** Opening Data extract block **
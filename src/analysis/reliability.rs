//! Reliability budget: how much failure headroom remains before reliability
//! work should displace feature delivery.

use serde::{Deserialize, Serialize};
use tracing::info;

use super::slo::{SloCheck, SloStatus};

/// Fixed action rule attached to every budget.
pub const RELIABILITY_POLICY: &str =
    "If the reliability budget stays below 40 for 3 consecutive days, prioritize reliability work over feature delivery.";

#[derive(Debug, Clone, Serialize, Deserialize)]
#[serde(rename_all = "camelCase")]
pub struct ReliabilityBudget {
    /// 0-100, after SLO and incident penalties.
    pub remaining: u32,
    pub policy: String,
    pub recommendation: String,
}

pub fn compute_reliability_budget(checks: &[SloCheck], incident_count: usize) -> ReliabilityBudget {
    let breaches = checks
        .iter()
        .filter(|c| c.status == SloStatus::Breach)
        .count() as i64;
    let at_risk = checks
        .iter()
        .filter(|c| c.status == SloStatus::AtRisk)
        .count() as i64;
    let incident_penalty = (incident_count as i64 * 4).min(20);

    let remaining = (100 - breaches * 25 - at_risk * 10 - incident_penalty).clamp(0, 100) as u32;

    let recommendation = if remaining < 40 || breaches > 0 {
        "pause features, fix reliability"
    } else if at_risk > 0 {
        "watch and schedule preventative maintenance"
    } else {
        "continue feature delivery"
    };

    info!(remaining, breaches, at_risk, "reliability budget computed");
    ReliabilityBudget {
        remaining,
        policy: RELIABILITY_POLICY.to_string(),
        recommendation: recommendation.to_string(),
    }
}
** Closing Data extract block **
The response must consist solely of the lines from the top of the records through the line holding "c.status == SloStatus::Breach)", copied word for word.

# Exercise response:
filename src/analysis/reliability.rs
//! Reliability budget: how much failure headroom remains before reliability
//! work should displace feature delivery.

use serde::{Deserialize, Serialize};
use tracing::info;

use super::slo::{SloCheck, SloStatus};

/// Fixed action rule attached to every budget.
pub const RELIABILITY_POLICY: &str =
    "If the reliability budget stays below 40 for 3 consecutive days, prioritize reliability work over feature delivery.";

#[derive(Debug, Clone, Serialize, Deserialize)]
#[serde(rename_all = "camelCase")]
pub struct ReliabilityBudget {
    /// 0-100, after SLO and incident penalties.
    pub remaining: u32,
    pub policy: String,
    pub recommendation: String,
}

pub fn compute_reliability_budget(checks: &[SloCheck], incident_count: usize) -> ReliabilityBudget {
    let breaches = checks
        .iter()
        .filter(|c| c.status == SloStatus::Breach)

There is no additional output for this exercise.